*** Opening of The input ***

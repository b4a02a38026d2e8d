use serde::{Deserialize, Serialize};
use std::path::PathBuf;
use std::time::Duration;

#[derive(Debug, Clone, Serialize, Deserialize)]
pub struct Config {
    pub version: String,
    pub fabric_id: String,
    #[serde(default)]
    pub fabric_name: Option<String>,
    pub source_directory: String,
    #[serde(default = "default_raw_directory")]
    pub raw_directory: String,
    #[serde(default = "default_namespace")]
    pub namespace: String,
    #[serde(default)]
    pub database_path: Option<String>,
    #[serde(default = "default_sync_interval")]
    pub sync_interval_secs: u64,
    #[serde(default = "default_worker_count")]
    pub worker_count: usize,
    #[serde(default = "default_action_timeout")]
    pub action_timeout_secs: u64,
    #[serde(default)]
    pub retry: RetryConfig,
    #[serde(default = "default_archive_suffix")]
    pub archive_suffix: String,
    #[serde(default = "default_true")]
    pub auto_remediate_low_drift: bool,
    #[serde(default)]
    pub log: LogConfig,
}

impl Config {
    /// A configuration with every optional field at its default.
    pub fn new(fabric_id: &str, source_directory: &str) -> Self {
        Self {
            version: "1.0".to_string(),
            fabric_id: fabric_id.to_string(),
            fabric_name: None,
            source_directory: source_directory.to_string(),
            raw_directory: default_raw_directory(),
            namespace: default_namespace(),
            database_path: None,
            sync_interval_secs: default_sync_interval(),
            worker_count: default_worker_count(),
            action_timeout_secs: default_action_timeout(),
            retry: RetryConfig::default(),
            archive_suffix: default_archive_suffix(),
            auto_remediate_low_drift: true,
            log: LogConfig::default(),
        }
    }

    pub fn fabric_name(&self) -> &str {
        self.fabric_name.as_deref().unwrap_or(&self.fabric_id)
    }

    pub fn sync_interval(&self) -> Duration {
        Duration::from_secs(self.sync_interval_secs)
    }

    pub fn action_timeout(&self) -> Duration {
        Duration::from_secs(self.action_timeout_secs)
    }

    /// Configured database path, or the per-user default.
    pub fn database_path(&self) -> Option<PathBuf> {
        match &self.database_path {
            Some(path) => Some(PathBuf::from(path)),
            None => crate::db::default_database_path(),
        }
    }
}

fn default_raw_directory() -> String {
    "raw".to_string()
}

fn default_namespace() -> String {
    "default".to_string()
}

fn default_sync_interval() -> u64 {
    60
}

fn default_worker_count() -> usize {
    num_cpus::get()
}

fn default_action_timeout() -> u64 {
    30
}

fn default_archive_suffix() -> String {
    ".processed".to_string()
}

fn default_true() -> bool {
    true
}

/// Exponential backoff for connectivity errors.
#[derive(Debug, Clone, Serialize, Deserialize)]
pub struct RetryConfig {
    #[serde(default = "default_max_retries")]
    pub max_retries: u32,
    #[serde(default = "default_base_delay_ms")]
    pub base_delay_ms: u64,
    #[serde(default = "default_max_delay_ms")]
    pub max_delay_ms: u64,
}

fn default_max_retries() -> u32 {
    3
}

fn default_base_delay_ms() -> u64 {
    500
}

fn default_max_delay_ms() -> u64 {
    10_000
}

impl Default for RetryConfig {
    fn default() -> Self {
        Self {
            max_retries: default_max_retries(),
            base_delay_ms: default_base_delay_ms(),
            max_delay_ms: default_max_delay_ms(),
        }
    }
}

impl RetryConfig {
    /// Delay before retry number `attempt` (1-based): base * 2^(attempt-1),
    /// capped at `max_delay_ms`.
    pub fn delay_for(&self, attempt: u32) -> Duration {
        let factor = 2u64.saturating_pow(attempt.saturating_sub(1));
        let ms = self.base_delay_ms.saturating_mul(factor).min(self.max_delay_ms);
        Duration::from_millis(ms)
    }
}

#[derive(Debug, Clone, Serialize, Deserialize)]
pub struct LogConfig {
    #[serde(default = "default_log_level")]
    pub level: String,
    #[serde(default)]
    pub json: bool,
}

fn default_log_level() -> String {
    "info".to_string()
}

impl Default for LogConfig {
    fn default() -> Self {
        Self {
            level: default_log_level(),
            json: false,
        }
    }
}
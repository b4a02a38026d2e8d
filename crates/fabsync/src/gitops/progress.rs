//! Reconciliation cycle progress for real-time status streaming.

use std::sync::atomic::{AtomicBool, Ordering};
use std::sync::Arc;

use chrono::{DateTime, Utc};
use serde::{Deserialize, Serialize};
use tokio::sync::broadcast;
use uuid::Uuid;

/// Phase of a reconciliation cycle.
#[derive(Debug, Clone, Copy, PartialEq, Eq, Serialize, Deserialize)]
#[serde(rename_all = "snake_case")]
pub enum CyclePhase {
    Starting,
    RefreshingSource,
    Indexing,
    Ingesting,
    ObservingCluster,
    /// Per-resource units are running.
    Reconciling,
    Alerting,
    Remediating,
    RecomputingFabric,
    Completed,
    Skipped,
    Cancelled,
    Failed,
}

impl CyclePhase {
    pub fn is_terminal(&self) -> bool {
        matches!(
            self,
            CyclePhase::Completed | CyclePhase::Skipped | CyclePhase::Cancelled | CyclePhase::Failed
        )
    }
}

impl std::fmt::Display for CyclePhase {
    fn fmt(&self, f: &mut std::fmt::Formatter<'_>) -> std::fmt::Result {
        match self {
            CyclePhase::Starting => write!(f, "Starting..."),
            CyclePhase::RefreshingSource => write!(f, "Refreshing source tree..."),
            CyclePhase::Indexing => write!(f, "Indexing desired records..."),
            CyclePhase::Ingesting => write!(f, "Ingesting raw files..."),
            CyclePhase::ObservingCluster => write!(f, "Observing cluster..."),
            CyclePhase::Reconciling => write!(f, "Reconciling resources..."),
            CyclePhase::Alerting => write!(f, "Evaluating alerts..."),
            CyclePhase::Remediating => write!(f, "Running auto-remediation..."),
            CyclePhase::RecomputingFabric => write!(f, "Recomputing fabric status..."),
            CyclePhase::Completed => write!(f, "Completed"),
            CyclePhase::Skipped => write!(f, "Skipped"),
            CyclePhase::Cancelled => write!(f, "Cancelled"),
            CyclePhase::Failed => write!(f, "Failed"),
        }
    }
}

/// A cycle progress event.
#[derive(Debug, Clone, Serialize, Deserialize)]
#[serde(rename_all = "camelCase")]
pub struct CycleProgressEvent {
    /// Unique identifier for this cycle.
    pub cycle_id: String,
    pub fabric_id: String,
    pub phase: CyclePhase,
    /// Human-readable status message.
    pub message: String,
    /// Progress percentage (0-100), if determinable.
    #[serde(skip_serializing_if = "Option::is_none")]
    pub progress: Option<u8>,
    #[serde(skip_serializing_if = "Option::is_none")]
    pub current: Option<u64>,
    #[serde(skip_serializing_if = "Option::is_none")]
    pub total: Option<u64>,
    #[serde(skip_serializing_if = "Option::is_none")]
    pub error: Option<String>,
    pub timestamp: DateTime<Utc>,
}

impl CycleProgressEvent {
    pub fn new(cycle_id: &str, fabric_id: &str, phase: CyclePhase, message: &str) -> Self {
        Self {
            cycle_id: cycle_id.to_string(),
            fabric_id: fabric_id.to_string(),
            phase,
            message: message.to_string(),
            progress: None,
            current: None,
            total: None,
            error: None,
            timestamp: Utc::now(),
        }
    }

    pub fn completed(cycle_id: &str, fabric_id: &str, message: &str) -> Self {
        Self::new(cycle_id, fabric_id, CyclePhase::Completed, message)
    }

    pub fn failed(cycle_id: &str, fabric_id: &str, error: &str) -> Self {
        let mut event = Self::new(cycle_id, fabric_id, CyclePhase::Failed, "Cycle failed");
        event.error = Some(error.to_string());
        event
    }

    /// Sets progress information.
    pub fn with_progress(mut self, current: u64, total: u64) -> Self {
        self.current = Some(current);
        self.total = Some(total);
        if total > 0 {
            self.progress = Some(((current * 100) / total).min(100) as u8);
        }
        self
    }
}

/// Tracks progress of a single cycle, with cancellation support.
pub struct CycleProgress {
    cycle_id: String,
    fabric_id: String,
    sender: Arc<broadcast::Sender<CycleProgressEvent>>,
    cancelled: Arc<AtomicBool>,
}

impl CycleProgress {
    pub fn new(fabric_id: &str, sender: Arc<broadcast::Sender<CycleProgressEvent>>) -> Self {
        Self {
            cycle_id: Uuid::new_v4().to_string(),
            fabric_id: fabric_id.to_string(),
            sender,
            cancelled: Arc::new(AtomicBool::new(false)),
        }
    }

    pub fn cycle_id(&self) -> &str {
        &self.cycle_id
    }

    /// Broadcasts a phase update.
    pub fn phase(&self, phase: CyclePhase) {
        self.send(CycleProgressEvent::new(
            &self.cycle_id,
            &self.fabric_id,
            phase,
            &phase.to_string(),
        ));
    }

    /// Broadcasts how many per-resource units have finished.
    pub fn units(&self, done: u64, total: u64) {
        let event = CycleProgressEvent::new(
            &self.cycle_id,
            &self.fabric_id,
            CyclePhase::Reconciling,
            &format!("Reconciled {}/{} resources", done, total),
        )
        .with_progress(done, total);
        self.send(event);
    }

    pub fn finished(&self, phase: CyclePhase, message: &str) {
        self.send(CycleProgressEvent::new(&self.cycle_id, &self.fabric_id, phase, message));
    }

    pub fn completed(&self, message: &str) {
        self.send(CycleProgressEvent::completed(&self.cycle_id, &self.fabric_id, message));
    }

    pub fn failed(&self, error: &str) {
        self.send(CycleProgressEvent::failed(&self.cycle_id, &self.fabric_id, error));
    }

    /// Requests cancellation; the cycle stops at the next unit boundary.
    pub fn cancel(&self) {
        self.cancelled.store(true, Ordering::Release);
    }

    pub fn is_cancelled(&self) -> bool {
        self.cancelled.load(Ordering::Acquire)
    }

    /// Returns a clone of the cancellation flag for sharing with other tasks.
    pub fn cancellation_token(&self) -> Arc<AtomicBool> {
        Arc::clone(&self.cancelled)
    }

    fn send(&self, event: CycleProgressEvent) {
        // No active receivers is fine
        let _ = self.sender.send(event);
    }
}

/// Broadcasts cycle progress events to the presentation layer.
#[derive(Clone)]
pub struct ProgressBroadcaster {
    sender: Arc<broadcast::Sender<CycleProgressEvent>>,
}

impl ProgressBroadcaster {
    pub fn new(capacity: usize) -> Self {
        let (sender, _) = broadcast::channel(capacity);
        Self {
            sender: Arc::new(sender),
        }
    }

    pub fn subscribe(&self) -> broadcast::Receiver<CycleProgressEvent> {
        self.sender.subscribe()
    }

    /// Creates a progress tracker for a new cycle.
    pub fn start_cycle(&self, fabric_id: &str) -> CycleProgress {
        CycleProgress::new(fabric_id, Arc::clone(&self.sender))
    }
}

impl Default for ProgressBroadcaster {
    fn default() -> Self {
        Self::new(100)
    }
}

*** Close of The input ***
*** Opening of The input ***

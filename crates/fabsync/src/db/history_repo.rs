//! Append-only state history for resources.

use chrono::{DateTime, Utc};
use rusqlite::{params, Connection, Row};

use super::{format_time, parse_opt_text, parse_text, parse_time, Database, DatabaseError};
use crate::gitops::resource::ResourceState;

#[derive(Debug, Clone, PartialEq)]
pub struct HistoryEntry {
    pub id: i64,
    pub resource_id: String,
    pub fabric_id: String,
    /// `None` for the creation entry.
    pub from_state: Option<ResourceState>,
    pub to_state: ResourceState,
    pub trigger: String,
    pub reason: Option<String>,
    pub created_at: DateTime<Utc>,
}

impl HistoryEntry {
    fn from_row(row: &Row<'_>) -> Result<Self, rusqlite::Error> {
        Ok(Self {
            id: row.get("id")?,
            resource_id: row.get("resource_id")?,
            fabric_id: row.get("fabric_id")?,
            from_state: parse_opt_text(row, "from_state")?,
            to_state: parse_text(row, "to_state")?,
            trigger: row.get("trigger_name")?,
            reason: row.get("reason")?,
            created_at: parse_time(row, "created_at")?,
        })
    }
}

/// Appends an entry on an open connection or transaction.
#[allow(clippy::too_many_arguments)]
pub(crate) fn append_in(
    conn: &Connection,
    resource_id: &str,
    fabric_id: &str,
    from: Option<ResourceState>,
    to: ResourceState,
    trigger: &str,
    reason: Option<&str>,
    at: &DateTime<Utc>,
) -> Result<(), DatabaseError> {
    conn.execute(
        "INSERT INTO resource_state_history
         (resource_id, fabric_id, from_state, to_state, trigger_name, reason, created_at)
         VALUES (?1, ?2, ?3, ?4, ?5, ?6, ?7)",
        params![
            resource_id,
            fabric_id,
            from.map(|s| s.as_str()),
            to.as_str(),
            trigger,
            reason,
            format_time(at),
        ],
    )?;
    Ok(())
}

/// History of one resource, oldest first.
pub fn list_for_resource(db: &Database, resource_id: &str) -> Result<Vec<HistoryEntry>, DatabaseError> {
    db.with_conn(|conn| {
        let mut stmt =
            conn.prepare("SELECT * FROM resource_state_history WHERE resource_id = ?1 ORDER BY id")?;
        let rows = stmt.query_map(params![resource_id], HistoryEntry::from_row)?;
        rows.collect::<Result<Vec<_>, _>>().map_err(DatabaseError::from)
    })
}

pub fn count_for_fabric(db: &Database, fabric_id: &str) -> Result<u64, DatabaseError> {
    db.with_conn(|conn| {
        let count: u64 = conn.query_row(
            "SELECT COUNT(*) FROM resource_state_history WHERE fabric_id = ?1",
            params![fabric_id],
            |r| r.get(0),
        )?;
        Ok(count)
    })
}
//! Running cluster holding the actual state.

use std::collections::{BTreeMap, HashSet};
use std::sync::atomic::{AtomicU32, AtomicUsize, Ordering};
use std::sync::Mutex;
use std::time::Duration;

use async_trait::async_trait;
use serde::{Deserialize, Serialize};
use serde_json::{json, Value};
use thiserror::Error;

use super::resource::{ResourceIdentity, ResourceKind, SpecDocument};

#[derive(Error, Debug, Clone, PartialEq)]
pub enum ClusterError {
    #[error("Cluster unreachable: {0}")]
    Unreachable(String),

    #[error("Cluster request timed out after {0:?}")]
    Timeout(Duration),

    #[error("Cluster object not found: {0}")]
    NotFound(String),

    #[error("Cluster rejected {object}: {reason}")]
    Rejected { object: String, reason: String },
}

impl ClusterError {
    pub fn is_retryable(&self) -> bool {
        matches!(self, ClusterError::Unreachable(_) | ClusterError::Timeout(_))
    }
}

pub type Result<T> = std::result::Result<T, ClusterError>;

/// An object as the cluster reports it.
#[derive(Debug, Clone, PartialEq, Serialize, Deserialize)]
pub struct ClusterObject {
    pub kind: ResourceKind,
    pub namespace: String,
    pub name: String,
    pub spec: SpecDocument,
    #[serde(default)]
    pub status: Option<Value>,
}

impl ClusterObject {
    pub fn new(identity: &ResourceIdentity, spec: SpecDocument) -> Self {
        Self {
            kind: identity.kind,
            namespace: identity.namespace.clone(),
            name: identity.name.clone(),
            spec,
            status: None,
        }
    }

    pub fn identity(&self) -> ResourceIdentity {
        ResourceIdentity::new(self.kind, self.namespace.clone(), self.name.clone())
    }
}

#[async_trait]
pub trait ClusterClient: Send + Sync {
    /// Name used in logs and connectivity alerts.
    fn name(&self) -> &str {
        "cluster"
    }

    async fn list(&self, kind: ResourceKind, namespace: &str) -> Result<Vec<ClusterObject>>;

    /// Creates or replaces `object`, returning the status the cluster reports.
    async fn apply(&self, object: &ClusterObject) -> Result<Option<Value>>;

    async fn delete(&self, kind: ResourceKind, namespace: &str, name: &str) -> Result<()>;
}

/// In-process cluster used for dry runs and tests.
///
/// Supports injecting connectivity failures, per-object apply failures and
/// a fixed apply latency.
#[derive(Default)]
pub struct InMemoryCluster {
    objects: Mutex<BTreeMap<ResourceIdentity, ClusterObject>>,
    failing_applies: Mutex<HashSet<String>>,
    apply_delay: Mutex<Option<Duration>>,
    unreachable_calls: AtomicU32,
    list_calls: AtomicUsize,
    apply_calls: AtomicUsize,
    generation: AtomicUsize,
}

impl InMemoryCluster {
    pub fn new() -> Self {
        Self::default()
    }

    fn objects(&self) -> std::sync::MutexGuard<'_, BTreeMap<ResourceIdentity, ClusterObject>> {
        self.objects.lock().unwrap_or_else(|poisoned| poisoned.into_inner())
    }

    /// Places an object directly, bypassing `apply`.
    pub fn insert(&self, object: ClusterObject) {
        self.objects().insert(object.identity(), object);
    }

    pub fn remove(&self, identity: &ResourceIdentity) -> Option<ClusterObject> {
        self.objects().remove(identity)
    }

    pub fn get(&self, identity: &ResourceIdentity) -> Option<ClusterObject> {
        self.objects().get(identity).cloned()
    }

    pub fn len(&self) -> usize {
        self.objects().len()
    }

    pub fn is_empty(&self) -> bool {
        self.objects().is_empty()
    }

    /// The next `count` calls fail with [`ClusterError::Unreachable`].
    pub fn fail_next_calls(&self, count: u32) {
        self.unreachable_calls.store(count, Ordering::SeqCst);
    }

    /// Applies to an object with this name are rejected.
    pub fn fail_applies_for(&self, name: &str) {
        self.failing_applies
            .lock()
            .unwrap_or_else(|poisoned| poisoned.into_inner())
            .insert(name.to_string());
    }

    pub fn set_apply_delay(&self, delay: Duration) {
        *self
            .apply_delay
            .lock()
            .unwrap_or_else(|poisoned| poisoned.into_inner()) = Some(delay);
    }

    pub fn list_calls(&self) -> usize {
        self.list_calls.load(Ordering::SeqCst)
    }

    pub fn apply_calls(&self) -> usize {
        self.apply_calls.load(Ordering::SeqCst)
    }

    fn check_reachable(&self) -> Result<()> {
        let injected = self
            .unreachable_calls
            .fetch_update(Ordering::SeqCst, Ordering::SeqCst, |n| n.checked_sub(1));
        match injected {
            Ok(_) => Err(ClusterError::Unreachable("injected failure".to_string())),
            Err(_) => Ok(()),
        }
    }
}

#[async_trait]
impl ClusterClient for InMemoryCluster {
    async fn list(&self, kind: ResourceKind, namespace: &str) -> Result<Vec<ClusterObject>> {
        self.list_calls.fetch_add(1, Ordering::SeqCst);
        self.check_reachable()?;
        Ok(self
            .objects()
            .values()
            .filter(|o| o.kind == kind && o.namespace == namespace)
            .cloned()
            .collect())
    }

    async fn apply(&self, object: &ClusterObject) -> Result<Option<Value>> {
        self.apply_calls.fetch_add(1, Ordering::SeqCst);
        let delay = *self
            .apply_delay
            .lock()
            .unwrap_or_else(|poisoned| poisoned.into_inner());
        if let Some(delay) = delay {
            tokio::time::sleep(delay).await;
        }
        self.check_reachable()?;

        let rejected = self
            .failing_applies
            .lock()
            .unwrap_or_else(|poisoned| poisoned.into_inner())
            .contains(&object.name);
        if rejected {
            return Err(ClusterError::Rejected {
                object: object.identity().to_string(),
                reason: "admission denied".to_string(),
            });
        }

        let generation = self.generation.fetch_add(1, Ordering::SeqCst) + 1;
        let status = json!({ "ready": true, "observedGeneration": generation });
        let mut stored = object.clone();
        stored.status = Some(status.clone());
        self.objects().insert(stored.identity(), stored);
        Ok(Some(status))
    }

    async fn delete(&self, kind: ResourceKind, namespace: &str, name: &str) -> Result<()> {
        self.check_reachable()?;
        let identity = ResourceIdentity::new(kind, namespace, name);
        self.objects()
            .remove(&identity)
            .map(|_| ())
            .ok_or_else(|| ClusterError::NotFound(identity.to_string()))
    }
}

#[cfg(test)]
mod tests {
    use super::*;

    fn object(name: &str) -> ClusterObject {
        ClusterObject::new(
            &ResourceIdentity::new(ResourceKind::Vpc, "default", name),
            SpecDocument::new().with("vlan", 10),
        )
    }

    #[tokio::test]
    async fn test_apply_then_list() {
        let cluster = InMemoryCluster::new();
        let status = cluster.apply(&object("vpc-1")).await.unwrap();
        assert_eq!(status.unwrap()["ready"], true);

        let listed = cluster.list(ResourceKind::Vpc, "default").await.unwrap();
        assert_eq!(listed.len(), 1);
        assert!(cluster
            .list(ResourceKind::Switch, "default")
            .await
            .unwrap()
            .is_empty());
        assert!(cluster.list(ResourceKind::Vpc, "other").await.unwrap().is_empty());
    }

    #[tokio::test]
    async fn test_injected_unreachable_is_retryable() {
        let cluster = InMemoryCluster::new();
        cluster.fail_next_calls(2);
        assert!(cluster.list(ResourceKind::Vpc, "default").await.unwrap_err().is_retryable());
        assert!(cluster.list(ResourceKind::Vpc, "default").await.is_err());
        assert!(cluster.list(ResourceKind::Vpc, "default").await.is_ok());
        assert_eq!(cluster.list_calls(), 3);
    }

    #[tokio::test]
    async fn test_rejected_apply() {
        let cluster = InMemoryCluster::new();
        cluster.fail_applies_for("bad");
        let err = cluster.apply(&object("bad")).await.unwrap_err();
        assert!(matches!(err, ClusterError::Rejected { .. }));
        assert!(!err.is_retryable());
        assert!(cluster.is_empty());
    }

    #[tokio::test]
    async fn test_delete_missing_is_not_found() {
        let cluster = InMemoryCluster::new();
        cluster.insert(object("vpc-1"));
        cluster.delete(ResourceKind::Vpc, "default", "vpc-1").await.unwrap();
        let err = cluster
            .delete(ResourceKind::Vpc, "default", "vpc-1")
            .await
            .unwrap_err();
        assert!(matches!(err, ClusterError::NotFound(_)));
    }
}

*** Close of The input ***
*** Opening of The input ***

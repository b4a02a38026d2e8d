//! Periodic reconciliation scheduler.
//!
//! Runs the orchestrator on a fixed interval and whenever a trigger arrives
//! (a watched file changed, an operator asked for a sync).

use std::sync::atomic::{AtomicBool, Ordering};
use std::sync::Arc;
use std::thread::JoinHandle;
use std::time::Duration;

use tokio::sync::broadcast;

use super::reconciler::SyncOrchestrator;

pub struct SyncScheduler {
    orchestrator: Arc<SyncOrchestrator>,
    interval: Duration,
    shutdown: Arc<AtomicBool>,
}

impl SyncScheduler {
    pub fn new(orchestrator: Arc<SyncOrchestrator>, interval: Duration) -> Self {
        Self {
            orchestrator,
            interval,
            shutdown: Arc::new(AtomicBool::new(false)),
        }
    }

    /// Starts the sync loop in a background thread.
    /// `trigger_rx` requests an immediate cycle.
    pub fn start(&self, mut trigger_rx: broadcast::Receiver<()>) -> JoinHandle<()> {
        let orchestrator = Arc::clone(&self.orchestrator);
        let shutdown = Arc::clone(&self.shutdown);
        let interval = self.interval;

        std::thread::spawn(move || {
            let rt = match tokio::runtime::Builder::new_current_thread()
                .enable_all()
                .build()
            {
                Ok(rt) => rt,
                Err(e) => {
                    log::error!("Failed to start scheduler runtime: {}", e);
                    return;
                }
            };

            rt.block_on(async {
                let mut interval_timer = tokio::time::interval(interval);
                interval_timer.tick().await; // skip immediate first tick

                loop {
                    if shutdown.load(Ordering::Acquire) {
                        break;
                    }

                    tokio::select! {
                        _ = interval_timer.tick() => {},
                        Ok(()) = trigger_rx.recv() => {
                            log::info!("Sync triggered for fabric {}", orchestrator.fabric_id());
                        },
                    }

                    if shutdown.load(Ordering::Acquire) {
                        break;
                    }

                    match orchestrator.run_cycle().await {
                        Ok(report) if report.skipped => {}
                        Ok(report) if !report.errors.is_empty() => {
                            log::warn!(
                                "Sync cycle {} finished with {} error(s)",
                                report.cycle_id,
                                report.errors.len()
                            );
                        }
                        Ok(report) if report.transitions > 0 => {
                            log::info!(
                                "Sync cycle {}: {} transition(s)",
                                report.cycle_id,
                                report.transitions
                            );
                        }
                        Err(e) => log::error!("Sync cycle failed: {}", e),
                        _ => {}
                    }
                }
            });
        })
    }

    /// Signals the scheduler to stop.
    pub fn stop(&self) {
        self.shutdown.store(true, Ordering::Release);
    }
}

*** Close of The input ***

** Problem **
Return, from the data, each line where the string "runtime" occurs.

** Response **
            let rt = match tokio::runtime::Builder::new_current_thread()
                    log::error!("Failed to start scheduler runtime: {}", e);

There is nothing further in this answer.